I put my nose to the grindstone and sniff tested each passer by. Amazing, not one woman was scent
free. Or scent normal, should I say, each one either smelt of this or that
high street scent, washing detergent, cream, you get the idea. So, it got me thinking; was
it that we were conditioned to covering up our own smell or was it that we just
do not like the way we smell?
I
recently met up with someone that I had not seen in 7 years. He was a friend, now a foe of sorts; let’s
just say we have a complicated relationship and that I own an inked 6 X 4 patch
on his right upper arm. He asked
me, during our “kuir” (3.)
at his Gogo’s (4.) converted faux
bachelor pad in Soweto with rail stained mirrors in the place of pots; “do you
still wear “Delicious” by DKNY”. I
was amazed that after all these years he remembered that part of me and what startled
me even more was that I had gotten that particular bottle of the juicy apple as
a gift, a peace offering from another man that I was seeing but who obviously
knew little of me, as my piece de rĂ©sistance has and still is “Allure” by
Chanel. But every time I get a
wiff of the “D” fragrance I trip back in time to that place, that space, those moments that go staccato in my brain. That time when I was so not me, so not
the person I am today, a cover of the present me. So, do we use perfume as a shield? What is it that we, I, am trying to cover up?

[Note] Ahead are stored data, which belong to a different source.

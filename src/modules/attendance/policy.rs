//! Attendance policy evaluation.
//!
//! Everything in this module is pure: callers load the context from the
//! store and pass it in. Rules run in a fixed order and the first failing
//! rule decides the rejection:
//!
//! 1. `type` must be a known [`AttendanceType`]
//! 2. `reason` must be a known [`AttendanceReason`]
//! 3. the student must exist
//! 4. `MENSTRUAL` requires a female student and at most one such record per month
//! 5. `EXTERNAL_DOMESTIC` may use at most `domestic_cap` distinct days per year
//! 6. `EXTERNAL_OVERSEAS` may use at most `overseas_cap` distinct days per year
//! 7. at most one record per `(student, date, type)`
//!
//! `periods` is checked right after the categorical fields since it is a
//! shape error of the submission itself.

use chrono::{Datelike, NaiveDate};
use homeroom_config::AttendancePolicyConfig;
use std::collections::BTreeSet;

use crate::modules::attendance::model::{
    AttendanceReason, AttendanceRecord, AttendanceType, CreateAttendanceDto, Gender,
    NewAttendanceRecord, StudentIdentity,
};

#[derive(Debug, Clone, PartialEq, Eq, thiserror::Error)]
pub enum Rejection {
    #[error(
        "type must be one of absent, early_leave, late, period_absence, present (got '{0}')"
    )]
    InvalidType(String),

    #[error(
        "reason must be one of NORMAL, EXTERNAL_DOMESTIC, EXTERNAL_OVERSEAS, MENSTRUAL, OFFICIAL (got '{0}')"
    )]
    InvalidReason(String),

    #[error("periods must not be negative (got {0})")]
    NegativePeriods(i32),

    #[error("Student {0} not found")]
    StudentNotFound(i64),

    #[error("MENSTRUAL reason is only allowed for female students")]
    GenderIneligible,

    #[error("A MENSTRUAL record already exists for {month} (once per month)")]
    MonthlyLimitExceeded { month: String },

    #[error("{reason} leave would exceed the annual limit of {cap} days")]
    AnnualQuotaExceeded { reason: AttendanceReason, cap: i64 },

    #[error("An attendance record of type {kind} already exists on {date}")]
    DuplicateTypeOnDate { date: NaiveDate, kind: AttendanceType },
}

impl Rejection {
    /// Stable machine-readable tag for API responses and metrics.
    pub fn kind(&self) -> &'static str {
        match self {
            Self::InvalidType(_) => "invalid_type",
            Self::InvalidReason(_) => "invalid_reason",
            Self::NegativePeriods(_) => "negative_periods",
            Self::StudentNotFound(_) => "student_not_found",
            Self::GenderIneligible => "gender_ineligible",
            Self::MonthlyLimitExceeded { .. } => "monthly_limit_exceeded",
            Self::AnnualQuotaExceeded { .. } => "annual_quota_exceeded",
            Self::DuplicateTypeOnDate { .. } => "duplicate_type_on_date",
        }
    }
}

/// A submission whose categorical fields have been parsed.
#[derive(Debug, Clone, PartialEq, Eq)]
pub struct CandidateEvent {
    pub student_id: i64,
    pub date: NaiveDate,
    pub kind: AttendanceType,
    pub reason: AttendanceReason,
    pub periods: i32,
    pub note: Option<String>,
}

impl CandidateEvent {
    /// Applies rules 1 and 2 plus the `periods` guard.
    pub fn parse(dto: CreateAttendanceDto) -> Result<Self, Rejection> {
        let kind = dto
            .kind
            .parse::<AttendanceType>()
            .map_err(|_| Rejection::InvalidType(dto.kind.clone()))?;
        let reason = dto
            .reason
            .parse::<AttendanceReason>()
            .map_err(|_| Rejection::InvalidReason(dto.reason.clone()))?;

        if dto.periods < 0 {
            return Err(Rejection::NegativePeriods(dto.periods));
        }

        Ok(Self {
            student_id: dto.student_id,
            date: dto.date,
            kind,
            reason,
            periods: dto.periods,
            note: dto.note,
        })
    }
}

/// Existing-record context for one candidate.
///
/// Only the parts relevant to the candidate's reason need to be populated;
/// the rest may stay at their defaults.
#[derive(Debug, Clone, Default)]
pub struct EvaluationContext {
    pub student: Option<StudentIdentity>,
    /// The student's records in the candidate's calendar month.
    pub same_month: Vec<AttendanceRecord>,
    /// Distinct dates in the candidate's year already carrying the candidate's reason.
    pub reason_days_used: i64,
    /// Whether the candidate's date already carries the candidate's reason.
    pub reason_used_on_date: bool,
    /// The student's records on the candidate's date.
    pub same_day: Vec<AttendanceRecord>,
}

/// Applies rules 3 to 7 and returns the record to insert.
pub fn evaluate(
    candidate: CandidateEvent,
    context: &EvaluationContext,
    policy: &AttendancePolicyConfig,
) -> Result<NewAttendanceRecord, Rejection> {
    let student = context
        .student
        .filter(|student| student.id == candidate.student_id)
        .ok_or(Rejection::StudentNotFound(candidate.student_id))?;

    if candidate.reason == AttendanceReason::Menstrual {
        if student.gender != Gender::F {
            return Err(Rejection::GenderIneligible);
        }

        let month_taken = context.same_month.iter().any(|record| {
            record.student_id == candidate.student_id
                && record.reason == AttendanceReason::Menstrual
                && same_month(record.date, candidate.date)
        });
        if month_taken {
            return Err(Rejection::MonthlyLimitExceeded {
                month: month_token(candidate.date),
            });
        }
    }

    if let Some(cap) = annual_cap(policy, candidate.reason) {
        if !context.reason_used_on_date && context.reason_days_used >= cap {
            return Err(Rejection::AnnualQuotaExceeded {
                reason: candidate.reason,
                cap,
            });
        }
    }

    let duplicate = context.same_day.iter().any(|record| {
        record.student_id == candidate.student_id
            && record.date == candidate.date
            && record.kind == candidate.kind
    });
    if duplicate {
        return Err(Rejection::DuplicateTypeOnDate {
            date: candidate.date,
            kind: candidate.kind,
        });
    }

    Ok(NewAttendanceRecord {
        student_id: candidate.student_id,
        date: candidate.date,
        kind: candidate.kind,
        reason: candidate.reason,
        periods: candidate.periods,
        note: candidate.note,
    })
}

/// The annual distinct-day cap for a reason, if it has one.
pub fn annual_cap(policy: &AttendancePolicyConfig, reason: AttendanceReason) -> Option<i64> {
    match reason {
        AttendanceReason::ExternalDomestic => Some(policy.domestic_cap),
        AttendanceReason::ExternalOverseas => Some(policy.overseas_cap),
        _ => None,
    }
}

/// `YYYY-MM` token for a date.
pub fn month_token(date: NaiveDate) -> String {
    format!("{:04}-{:02}", date.year(), date.month())
}

fn same_month(a: NaiveDate, b: NaiveDate) -> bool {
    a.year() == b.year() && a.month() == b.month()
}

/// Distinct dates among `records` carrying `reason`.
pub fn distinct_dates<'a, I>(records: I, reason: AttendanceReason) -> BTreeSet<NaiveDate>
where
    I: IntoIterator<Item = &'a AttendanceRecord>,
{
    records
        .into_iter()
        .filter(|record| record.reason == reason)
        .map(|record| record.date)
        .collect()
}

/// First and last day of a calendar year, or `None` outside chrono's range.
pub fn year_bounds(year: i32) -> Option<(NaiveDate, NaiveDate)> {
    Some((
        NaiveDate::from_ymd_opt(year, 1, 1)?,
        NaiveDate::from_ymd_opt(year, 12, 31)?,
    ))
}

/// First and last day of the month containing `date`.
pub fn month_bounds(date: NaiveDate) -> Option<(NaiveDate, NaiveDate)> {
    let first = date.with_day(1)?;
    let next = if date.month() == 12 {
        NaiveDate::from_ymd_opt(date.year() + 1, 1, 1)?
    } else {
        NaiveDate::from_ymd_opt(date.year(), date.month() + 1, 1)?
    };
    Some((first, next.pred_opt()?))
}
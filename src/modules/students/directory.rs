//! Student identity lookup consumed by the attendance ledger.

use sqlx::PgPool;
use std::future::Future;

use crate::modules::students::model::StudentIdentity;
use crate::modules::students::service::StudentService;

pub trait StudentDirectory: Send + Sync {
    /// Returns `None` when no student has this id.
    fn get_student(
        &self,
        id: i64,
    ) -> impl Future<Output = Result<Option<StudentIdentity>, sqlx::Error>> + Send;
}

#[derive(Clone, Debug)]
pub struct PgStudentDirectory {
    db: PgPool,
}

impl PgStudentDirectory {
    pub fn new(db: PgPool) -> Self {
        Self { db }
    }
}

impl StudentDirectory for PgStudentDirectory {
    async fn get_student(&self, id: i64) -> Result<Option<StudentIdentity>, sqlx::Error> {
        StudentService::find_identity(&self.db, id).await
    }
}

Recently I tried to grow out my pits. Why? Why not? I thought, hell I have been a “feminist” for years, let me
get the badge, the approval stamp. Well, I will tell you why not, because I am
not at one with the odour that I emit.
It’s not that I stink, its more of a musky, dank, something something that I do not like and since I am an eternal pseudo greeny, as in I tick and cross what I think is beneficial for the world, the environment and of course me; I do not use “conventional” deodorants and as an ex-friend once referred to my conscious free product as "that hippy shit". So, my HS deo normally works but that is when I am clean
pitted but not when I let the jungle love sprout forth. Then, oh mama, the smell is coded. Its like going back to the beginning of
time and I just woke up under an animal skin, yawned and sniffed my pits to
make sure I survived the night. Apparently
perfume or as the latin derived word ‘per fumum’ means “through the smoke” and
it comes from when the cave wo / man
discovered fire and thus dedicated the smoke to the gods of the time. Some researches say it’s the fact that the priests of
Ancient Egypt were the only people that were allowed to manufacture perfume as they were the closest to the gods and perfume and embalming was used in celebratory and religious rituals for the rich and famous. Maybe its origin is in Catholicism and the use of incense and perfume during
rites et al. In 1370, Queen
Elizabeth of Hungary, having adopted the practice of using perfume off Arabs
was such a prolific user of it, either perfume or the advent of the new
chemical processing of mixing ethanol to oils that we now call l’eau de
toilette
(toilet water), that it was renamed “Hungarian Water”. It was said she used the manufactured fragrance
to heal, ward off disease and find herself a husband at the age of 70! Whatever
she was using, I got to get me some of
that.
But what is it that I have
against the allure of “me”? It can’t
be the impending dinosaurs or the bubonic plague or the promise of making a
good woman out of me. Then what is
it? It’s simple really, it’s just
not familiar to me, as in, it’s foreign, my smell that is. Since a young age I was told to clean
myself with this shampoo; that cream, that talc. And they all come with manufactured smell so over time I lost the true
smell of me. And it is that that I
am most scared of, now a woman, to have to discover my true smell. Truly. I have for a number of years gone
through abstinence of scent. It
was at first because of my pregnancy and then the birth of my child, so that the
baby could bond with me, myself and I and not a scent that was made in a lab in
a distant land. The next reason I
boycotted wearing scent was due to economic reasons, baby and fledgling
businesses really do bust the bank and finally it was not to smell like every
other person I would bump into at the mall. But each time I leave the house without putting perfume on,
I feel as though I have left something behind. Like my veneer of confidence has dissipated.
I have been pondering
the issue of natural odour to the senses for years. One thing I do know is that our smell is directly related to
our inner workings, more specifically our hormones such as pheromones that attract and keep
our partner / s but it is perfume that secretly harbours secret components
which have been proven to cause havoc on our bodies; “chemicals are potential hormone dis-
ruptors based on published laboratory or epidemiology studies, including
diethyl phthalate, a chemical found in 97 percent of Americans (Silva 2004)……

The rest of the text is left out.